The tale is well written (despite the fact that the first half felt as it needed some judicious editing). It is a compelling plot, and the characters are ones that this reader came to care about. I will be certain to watch for the next book from this author, and the book is recommended.

Reviewed by Gloria Feit, April 2014.

Book Reviews: Desolation Row by Kay Kendall and The Money Kill by Katia Lief

Desolation RowDesolation Row
An Austin Starr Mystery
Kay Kendall
Stairway Press, March 2013
ISBN 978-0-9859942-1-1
Trade Paperback

Late 1968. Martin Luther King, Jr. and Robert Kennedy have been assassinated. Nixon is about to become President. And of course, the war in Vietnam tops the news reports. However, this murder mystery is not set in wild San Francisco or Washington, D.C. Rather, we head to Toronto to view the lives of two young people caught up in trying to attend graduate school, stay involved in the anti-war effort, and save themselves from a killer.

Only four months into her move to Canada with her husband who is hoping to avoid being drafted, Austin Starr literally trips over a dead body in a church. The victim was also part of the anti-war contingent and there were plenty of people who didn’t like him. He was also the son of a powerful U.S. Senator. Unfortunately for Starr, her husband, David, becomes the main suspect. When Starr finds no assistance from authority, and with the assistance of her Russian professor and his daughter, she determines to solve the case herself. And of course, the closer she gets to the killer, the more dangerous life becomes for her.

Starr is a fascinating character. Texas raised with a very short stint in training for the CIA, loves to accumulate data and solve puzzles. She’s not the stereotypical ‘hippie’ expected in a story set in the sixties. There’s a pretty good feel of Canada and the culture of the time. Starr can stick around and hopefully star in a few more mysteries from the sixties. Looking forward to going back.

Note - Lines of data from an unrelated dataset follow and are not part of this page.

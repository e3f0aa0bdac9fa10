//! Merging, exclusion and ranking of provider results for the discovery feeds.

use std::cmp::Ordering;
use std::collections::HashSet;

use crate::model::{NewnessBadge, PlaceRecord};
use crate::places::ProviderPlace;

/// Names containing any of these are not coffee or dessert venues.
pub const EXCLUDED_TERMS: &[&str] = &[
    "hotel",
    "hospital",
    "bank",
    "gas station",
    "pharmacy",
    "grocery",
    "walmart",
    "target",
    "cvs",
    "walgreens",
    "airport",
    "mall",
];

const NEW_PLACE_REVIEW_CEILING: u32 = 100;
const BEST_REVIEWED_MIN_REVIEWS: u32 = 100;
const BEST_REVIEWED_MIN_RATING: f64 = 4.0;

/// Flattens batches in submission order, keeping the first record seen per place id.
pub fn merge(batches: Vec<Vec<ProviderPlace>>) -> Vec<ProviderPlace> {
    let mut seen = HashSet::new();
    batches
        .into_iter()
        .flatten()
        .filter(|place| seen.insert(place.place_id.clone()))
        .collect()
}

pub fn classify_newness(review_count: Option<u32>) -> Option<NewnessBadge> {
    match review_count.unwrap_or(0) {
        0 => Some(NewnessBadge::New),
        1..=9 => Some(NewnessBadge::BrandNew),
        10..=49 => Some(NewnessBadge::JustOpened),
        50..=99 => Some(NewnessBadge::RecentlyOpened),
        _ => None,
    }
}

pub fn is_likely_new(review_count: Option<u32>) -> bool {
    review_count.unwrap_or(0) < NEW_PLACE_REVIEW_CEILING
}

pub fn is_excluded(name: &str, exclude_terms: &[&str]) -> bool {
    let name = name.to_lowercase();
    exclude_terms
        .iter()
        .any(|term| name.contains(&term.to_lowercase()))
}

pub fn filter_excluded(records: Vec<PlaceRecord>, exclude_terms: &[&str]) -> Vec<PlaceRecord> {
    records
        .into_iter()
        .filter(|record| !is_excluded(&record.name, exclude_terms))
        .collect()
}

/// Classified records first, then fewer reviews first. Stable for equal keys.
pub fn rank_new(mut records: Vec<PlaceRecord>) -> Vec<PlaceRecord> {
    records.sort_by_key(|record| {
        (
            record.newness_badge.is_none(),
            record.review_count.unwrap_or(0),
        )
    });
    records
}

pub fn qualifies_best_reviewed(record: &PlaceRecord) -> bool {
    record.review_count.unwrap_or(0) >= BEST_REVIEWED_MIN_REVIEWS
        || record.rating.unwrap_or(0.0) >= BEST_REVIEWED_MIN_RATING
}

/// Drops records that are neither popular nor well rated, then orders by
/// review count and rating, both descending.
pub fn rank_best_reviewed(records: Vec<PlaceRecord>) -> Vec<PlaceRecord> {
    let mut ranked: Vec<PlaceRecord> = records
        .into_iter()
        .filter(qualifies_best_reviewed)
        .collect();
    ranked.sort_by(|a, b| {
        b.review_count
            .unwrap_or(0)
            .cmp(&a.review_count.unwrap_or(0))
            .then_with(|| compare_rating_desc(a, b))
    });
    ranked
}

pub(crate) fn compare_rating_desc(a: &PlaceRecord, b: &PlaceRecord) -> Ordering {
    b.rating.unwrap_or(0.0).total_cmp(&a.rating.unwrap_or(0.0))
}
impl GooglePlacesClient {
    pub fn new(api_key: ApiKeySlot, endpoints: PlacesEndpoints) -> AppResult<Self> {
        let http = Client::builder()
            .user_agent(concat!("brewcrew/", env!("CARGO_PKG_VERSION")))
            .build()?;
        Ok(Self {
            http,
            api_key,
            endpoints,
            page_delay: Duration::from_millis(MIN_PAGE_DELAY_MS),
            max_nearby_results: MAX_NEARBY_RESULTS,
        })
    }

    pub fn from_config(config: &AppConfig, api_key: ApiKeySlot) -> AppResult<Self> {
        Ok(Self::new(api_key, PlacesEndpoints::from_config(config))?
            .with_page_delay(Duration::from_millis(config.places_page_delay_ms))
            .with_max_nearby_results(config.places_max_nearby_results))
    }

    /// The provider rejects page tokens used sooner than two seconds after issue.
    pub fn with_page_delay(mut self, delay: Duration) -> Self {
        self.page_delay = delay.max(Duration::from_millis(MIN_PAGE_DELAY_MS));
        self
    }

    /// Lowers the nearby cap; it cannot be raised past [`MAX_NEARBY_RESULTS`].
    pub fn with_max_nearby_results(mut self, max: usize) -> Self {
        self.max_nearby_results = max.clamp(1, MAX_NEARBY_RESULTS);
        self
    }

    fn api_key(&self) -> AppResult<SecretString> {
        self.api_key.get().ok_or(AppError::MissingCredential)
    }

    fn endpoint(&self, raw: &str) -> AppResult<Url> {
        Url::parse(raw)
            .map_err(|err| AppError::Config(format!("invalid places endpoint {raw}: {err}")))
    }

    async fn fetch_page(&self, url: Url) -> AppResult<PlacesResponse> {
        let response = self
            .http
            .get(url)
            .header(ACCEPT, "application/json")
            .send()
            .await?;

        let status = response.status();
        if !status.is_success() {
            return Err(AppError::InvalidResponse(http_status_copy(status.as_u16())));
        }

        let body = response.bytes().await?;
        let parsed: PlacesResponse = serde_json::from_slice(&body)
            .map_err(|err| AppError::InvalidResponse(format!("malformed body: {err}")))?;

        match parsed.status.as_str() {
            "OK" | "ZERO_RESULTS" => Ok(parsed),
            other => {
                debug!(
                    target: "places",
                    status = other,
                    message = parsed.error_message.as_deref().unwrap_or_default(),
                    "provider rejected request"
                );
                Err(AppError::ProviderError(other.to_string()))
            }
        }
    }
}
impl LocalStore {
    pub fn new(context: DatabaseContext) -> Self {
        Self {
            connection: Arc::new(Mutex::new(context.connection)),
            path: context.path,
            visible: Mutex::new(Vec::new()),
            activity: Mutex::new(StoreActivity::default()),
            populate_flight: AsyncMutex::new(()),
        }
    }

    pub fn open<P: AsRef<Path>>(data_dir: P, config: &AppConfig) -> AppResult<Self> {
        let bootstrap = db::bootstrap(
            data_dir,
            &config.database_file_name,
            config.seed_database_path.as_deref(),
        )?;
        let store = Self::new(bootstrap.context);
        store.fetch_all()?;
        Ok(store)
    }

    pub fn open_in_memory() -> AppResult<Self> {
        Ok(Self::new(db::open_in_memory()?))
    }

    pub fn path(&self) -> &Path {
        &self.path
    }

    /// Inserts unseen provider ids and overwrites known ones in a single
    /// transaction. Ids and creation times of existing rows never change.
    pub fn upsert(&self, places: &[ProviderPlace]) -> AppResult<UpsertSummary> {
        let mut connection = self.connection.lock();
        let tx = connection.transaction()?;
        let mut summary = UpsertSummary::default();
        for place in places {
            if write_shop(&tx, &ShopWrite::from_provider(place))? {
                summary.inserted += 1;
            } else {
                summary.updated += 1;
            }
        }
        db::write_meta(&tx, LAST_SYNC_KEY, &db::now_timestamp())?;
        tx.commit()?;
        debug!(
            target: "local_store",
            inserted = summary.inserted,
            updated = summary.updated,
            "upserted provider places"
        );
        Ok(summary)
    }

    /// Bulk import of already-shaped records, keeping their ids. Records with
    /// a provider id merge on it; the rest merge on the local id.
    pub fn import_records(&self, records: &[PlaceRecord]) -> AppResult<UpsertSummary> {
        let mut connection = self.connection.lock();
        let tx = connection.transaction()?;
        let mut summary = UpsertSummary::default();
        for record in records {
            if write_shop(&tx, &ShopWrite::from_record(record))? {
                summary.inserted += 1;
            } else {
                summary.updated += 1;
            }
        }
        tx.commit()?;
        info!(
            target: "local_store",
            inserted = summary.inserted,
            updated = summary.updated,
            "imported records"
        );
        Ok(summary)
    }

    /// Reloads every stored shop, best rated first, and publishes it as the
    /// visible collection.
    pub fn fetch_all(&self) -> AppResult<Vec<PlaceRecord>> {
        let records: Vec<PlaceRecord> = self
            .entities()?
            .iter()
            .map(ShopEntity::to_record)
            .collect();
        *self.visible.lock() = records.clone();
        Ok(records)
    }

    pub fn entities(&self) -> AppResult<Vec<ShopEntity>> {
        let connection = self.connection.lock();
        let sql = format!("SELECT {SHOP_COLUMNS} FROM coffee_shops {ORDER_BY_RATING}");
        let mut stmt = connection.prepare(&sql)?;
        let rows = stmt.query_map([], ShopEntity::from_row)?;
        let mut entities = Vec::new();
        for row in rows {
            entities.push(row?);
        }
        Ok(entities)
    }

    pub fn entity_by_external_id(&self, external_id: &str) -> AppResult<Option<ShopEntity>> {
        let connection = self.connection.lock();
        let sql = format!("SELECT {SHOP_COLUMNS} FROM coffee_shops WHERE external_id = ?1");
        let entity = connection
            .query_row(&sql, [external_id], ShopEntity::from_row)
            .optional()?;
        Ok(entity)
    }

    pub fn visible(&self) -> Vec<PlaceRecord> {
        self.visible.lock().clone()
    }

    pub fn count(&self) -> AppResult<usize> {
        let connection = self.connection.lock();
        let count: i64 =
            connection.query_row("SELECT COUNT(*) FROM coffee_shops", [], |row| row.get(0))?;
        Ok(count as usize)
    }

    /// Deletes every stored shop.
    pub fn clear(&self) -> AppResult<usize> {
        let removed = {
            let connection = self.connection.lock();
            connection.execute("DELETE FROM coffee_shops", [])?
        };
        self.visible.lock().clear();
        info!(target: "local_store", removed, "cleared shop store");
        Ok(removed)
    }

    /// Case-insensitive match on name or address. A blank query returns every shop.
    pub fn search(&self, query: &str) -> AppResult<Vec<PlaceRecord>> {
        let needle = query.trim().to_lowercase();
        let records = self
            .entities()?
            .iter()
            .map(ShopEntity::to_record)
            .filter(|record| {
                needle.is_empty()
                    || record.name.to_lowercase().contains(&needle)
                    || record.address.to_lowercase().contains(&needle)
            })
            .collect();
        Ok(records)
    }

    /// Shops within `radius_m` of `center`, closest first.
    pub fn nearby(&self, center: Coordinates, radius_m: Option<f64>) -> AppResult<Vec<PlaceRecord>> {
        let radius_m = radius_m
            .filter(|radius| radius.is_finite() && *radius > 0.0)
            .unwrap_or(DEFAULT_NEARBY_RADIUS_M);
        let window = SearchWindow::around(center, radius_m);

        let candidates = {
            let connection = self.connection.lock();
            let sql = format!(
                "SELECT {SHOP_COLUMNS} FROM coffee_shops
                 WHERE latitude BETWEEN ?1 AND ?2
                   AND (longitude BETWEEN ?3 AND ?4 OR longitude BETWEEN ?5 AND ?6)"
            );
            let mut stmt = connection.prepare(&sql)?;
            let [(west_a, east_a), (west_b, east_b)] = window.longitudes;
            let rows = stmt.query_map(
                params![
                    window.min_latitude,
                    window.max_latitude,
                    west_a,
                    east_a,
                    west_b,
                    east_b,
                ],
                ShopEntity::from_row,
            )?;
            let mut entities = Vec::new();
            for row in rows {
                entities.push(row?);
            }
            entities
        };

        let mut within: Vec<(f64, PlaceRecord)> = candidates
            .iter()
            .map(ShopEntity::to_record)
            .map(|record| (center.distance_to(&record.coordinates()), record))
            .filter(|(distance, _)| *distance <= radius_m)
            .collect();
        within.sort_by(|a, b| a.0.total_cmp(&b.0));
        Ok(within.into_iter().map(|(_, record)| record).collect())
    }

    /// Writes a compacted copy of the store to `destination`.
    pub fn export_to(&self, destination: &Path) -> AppResult<()> {
        if destination.exists() {
            return Err(AppError::Path(format!(
                "export destination already exists: {}",
                destination.display()
            )));
        }
        let target = destination
            .to_str()
            .ok_or_else(|| AppError::Path(format!("non UTF-8 path: {}", destination.display())))?;
        let connection = self.connection.lock();
        connection.execute("VACUUM INTO ?1", [target])?;
        info!(target: "local_store", destination = %destination.display(), "exported shop store");
        Ok(())
    }

    /// Pulls nearby coffee shops and bakeries and stores them. Both searches
    /// must succeed before anything is written. Overlapping calls queue.
    pub async fn populate(
        &self,
        places: &PlacesService,
        center: Coordinates,
        radius_m: u32,
    ) -> AppResult<PopulateSummary> {
        let _flight = self.populate_flight.lock().await;
        let _loading = self.begin_loading();

        let result = self.populate_inner(places, center, radius_m).await;
        match &result {
            Ok(summary) => {
                info!(
                    target: "local_store",
                    fetched = summary.fetched,
                    inserted = summary.inserted,
                    updated = summary.updated,
                    total = summary.total,
                    "populated shop store"
                );
            }
            Err(err) => {
                let message = format!("Failed to populate database: {}", err.user_message());
                warn!(
                    target: "local_store",
                    error = %sanitize_error_copy(&err.to_string()),
                    "populate failed; store left unchanged"
                );
                self.activity.lock().last_error = Some(message);
            }
        }
        result
    }

    async fn populate_inner(
        &self,
        places: &PlacesService,
        center: Coordinates,
        radius_m: u32,
    ) -> AppResult<PopulateSummary> {
        let mut combined = Vec::new();
        for tags in POPULATE_CATEGORY_TAGS {
            combined.extend(places.search_nearby(center, radius_m, tags).await?);
        }
        let summary = self.upsert(&combined)?;
        let total = self.fetch_all()?.len();
        Ok(PopulateSummary {
            fetched: combined.len(),
            inserted: summary.inserted,
            updated: summary.updated,
            total,
        })
    }

    pub fn status(&self) -> AppResult<StoreStatus> {
        let last_sync = db::read_meta(&self.connection.lock(), LAST_SYNC_KEY)?;
        let shop_count = self.count()?;
        let activity = self.activity.lock();
        Ok(StoreStatus {
            path: self.path.display().to_string(),
            shop_count,
            is_loading: activity.is_loading,
            last_error: activity.last_error.clone(),
            last_sync,
        })
    }

    fn begin_loading(&self) -> Loading<'_> {
        let mut activity = self.activity.lock();
        activity.is_loading = true;
        activity.last_error = None;
        Loading {
            activity: &self.activity,
        }
    }
}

Reviewed by Stephen L. Brayton, August 2013.
Author of Night Shadows, Beta and Alpha.


The Money KillThe Money Kill
Katia Lief
Harper, April 2013
ISBN No. 978-0-06-209697-5
Mass Market Paperback

Karin Schaeffer and her husband, Mac MacLeary, are just beginning to feel like a normal, married couple.  The terrors that invaded their lives on more than one occasion have now been put behind them.  Mac is running a private investigation agency and Karin is working with him.  The children are happy and life is good.

When Cathy Millerhausen hires Mac to investigate her husband billionaire,  Godfrey Millerhousen, Mac agrees.  Cathy fears that Godfrey is unfaithful and if a divorce is in the future, she is afraid that her income will not be sufficient to cover the cost for their son’s special needs treatments.

Mac has become convinced that Mary’s fears of Godfrey’s unfaithfulness are unfounded and so when he is offered a job in London with a large paycheck he puts the Millerhausen case on hold.  The offer of a family vacation on the Mediterranean island of Sardinia is part of the deal making it extra hard to pass up.  Mac and Karin agree to swap houses with the Sardinia family.

Mac’s assistant Mary and her son Fremont take the children and go ahead to Sardinia to wait for Mac and Karin.  Although at first it seems like paradise, strange things begin to happen.  Mac and Karin lose contact with Mary and the children.  They have disappeared and Mac and Karin risk everything to locate their family. Once again, their family is in turmoil.

Katia Lief‘s books are always full of suspense so be ready to keep the pages turning swiftly once you pick up a Lief book.  Previous books are You Are Next, Next Time You See Me and Vanishing Girls.

Reviewed by Patricia E. Reid, April 2013.